(THE INPUT)

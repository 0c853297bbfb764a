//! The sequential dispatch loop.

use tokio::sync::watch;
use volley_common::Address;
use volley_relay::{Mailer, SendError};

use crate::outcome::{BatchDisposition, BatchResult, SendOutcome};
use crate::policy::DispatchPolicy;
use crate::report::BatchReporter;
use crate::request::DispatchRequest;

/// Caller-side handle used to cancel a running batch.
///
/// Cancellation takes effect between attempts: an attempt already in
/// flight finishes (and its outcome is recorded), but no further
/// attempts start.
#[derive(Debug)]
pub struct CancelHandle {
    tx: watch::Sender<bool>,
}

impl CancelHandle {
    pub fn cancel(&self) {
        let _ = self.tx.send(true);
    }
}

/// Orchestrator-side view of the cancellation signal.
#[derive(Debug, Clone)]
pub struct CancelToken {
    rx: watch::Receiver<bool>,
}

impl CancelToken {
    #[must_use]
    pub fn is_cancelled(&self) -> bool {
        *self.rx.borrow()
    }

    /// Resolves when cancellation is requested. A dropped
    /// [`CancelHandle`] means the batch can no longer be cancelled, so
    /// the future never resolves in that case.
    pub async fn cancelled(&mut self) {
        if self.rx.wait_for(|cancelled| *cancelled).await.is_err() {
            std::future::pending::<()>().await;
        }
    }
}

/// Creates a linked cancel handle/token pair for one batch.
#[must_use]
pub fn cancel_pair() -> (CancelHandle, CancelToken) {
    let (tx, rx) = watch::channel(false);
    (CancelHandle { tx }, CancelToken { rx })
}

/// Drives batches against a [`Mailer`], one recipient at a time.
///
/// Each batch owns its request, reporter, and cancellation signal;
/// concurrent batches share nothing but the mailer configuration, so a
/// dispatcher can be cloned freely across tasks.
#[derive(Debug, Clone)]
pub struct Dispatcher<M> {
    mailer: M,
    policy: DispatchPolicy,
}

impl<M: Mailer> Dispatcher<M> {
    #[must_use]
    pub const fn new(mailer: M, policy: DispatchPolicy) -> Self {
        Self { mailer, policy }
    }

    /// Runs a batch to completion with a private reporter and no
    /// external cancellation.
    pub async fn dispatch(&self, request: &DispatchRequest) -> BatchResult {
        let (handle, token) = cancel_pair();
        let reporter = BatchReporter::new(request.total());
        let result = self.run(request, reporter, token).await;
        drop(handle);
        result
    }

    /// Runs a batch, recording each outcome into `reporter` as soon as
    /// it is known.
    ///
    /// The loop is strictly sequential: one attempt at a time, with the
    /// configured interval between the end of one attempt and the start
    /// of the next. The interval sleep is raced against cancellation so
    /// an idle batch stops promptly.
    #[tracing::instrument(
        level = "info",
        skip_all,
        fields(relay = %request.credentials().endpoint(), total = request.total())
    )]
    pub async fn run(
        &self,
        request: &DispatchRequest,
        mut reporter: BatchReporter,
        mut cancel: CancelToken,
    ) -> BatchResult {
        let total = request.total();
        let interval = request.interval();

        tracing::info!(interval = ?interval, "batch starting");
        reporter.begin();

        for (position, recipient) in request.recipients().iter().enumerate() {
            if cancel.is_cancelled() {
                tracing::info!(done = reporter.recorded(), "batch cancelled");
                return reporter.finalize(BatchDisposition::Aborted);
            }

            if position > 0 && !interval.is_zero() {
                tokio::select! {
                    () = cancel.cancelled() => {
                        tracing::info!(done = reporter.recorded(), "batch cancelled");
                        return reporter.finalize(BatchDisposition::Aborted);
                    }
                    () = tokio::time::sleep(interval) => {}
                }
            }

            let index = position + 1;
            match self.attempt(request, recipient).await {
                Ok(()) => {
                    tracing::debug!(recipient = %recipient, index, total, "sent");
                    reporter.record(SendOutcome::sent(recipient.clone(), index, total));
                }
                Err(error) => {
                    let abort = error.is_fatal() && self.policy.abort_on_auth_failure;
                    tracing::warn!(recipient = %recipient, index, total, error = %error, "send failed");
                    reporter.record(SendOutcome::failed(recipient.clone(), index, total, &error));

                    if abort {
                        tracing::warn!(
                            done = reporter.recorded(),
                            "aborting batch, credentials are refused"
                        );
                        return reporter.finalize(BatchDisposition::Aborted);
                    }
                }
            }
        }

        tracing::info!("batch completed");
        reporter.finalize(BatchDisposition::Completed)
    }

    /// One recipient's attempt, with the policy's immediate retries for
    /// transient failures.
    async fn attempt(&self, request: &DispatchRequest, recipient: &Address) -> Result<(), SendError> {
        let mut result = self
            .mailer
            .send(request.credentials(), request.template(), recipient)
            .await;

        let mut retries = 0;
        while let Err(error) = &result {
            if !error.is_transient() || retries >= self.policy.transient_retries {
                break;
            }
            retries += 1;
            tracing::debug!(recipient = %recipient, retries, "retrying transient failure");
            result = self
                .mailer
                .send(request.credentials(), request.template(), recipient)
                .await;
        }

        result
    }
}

(End THE INPUT)
(THE INPUT)

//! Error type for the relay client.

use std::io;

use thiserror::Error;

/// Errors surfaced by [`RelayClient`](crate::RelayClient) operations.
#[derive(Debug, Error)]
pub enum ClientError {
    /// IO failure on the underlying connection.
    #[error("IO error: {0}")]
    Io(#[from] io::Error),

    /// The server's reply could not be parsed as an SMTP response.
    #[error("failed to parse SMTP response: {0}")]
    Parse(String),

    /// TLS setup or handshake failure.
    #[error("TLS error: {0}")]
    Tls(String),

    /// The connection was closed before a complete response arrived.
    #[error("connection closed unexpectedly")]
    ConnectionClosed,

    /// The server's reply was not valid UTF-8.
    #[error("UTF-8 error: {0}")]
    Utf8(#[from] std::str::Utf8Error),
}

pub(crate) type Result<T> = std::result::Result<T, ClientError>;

(End THE INPUT)

*WHAT IS EXPECTED*
Only the lines with the string "await" are wanted; pick them out of the records above and copy them.

*EXERCISE ANSWER*
        if self.rx.wait_for(|cancelled| *cancelled).await.is_err() {
            std::future::pending::<()>().await;
        let result = self.run(request, reporter, token).await;
            match self.attempt(request, recipient).await {
            .await;
                .await;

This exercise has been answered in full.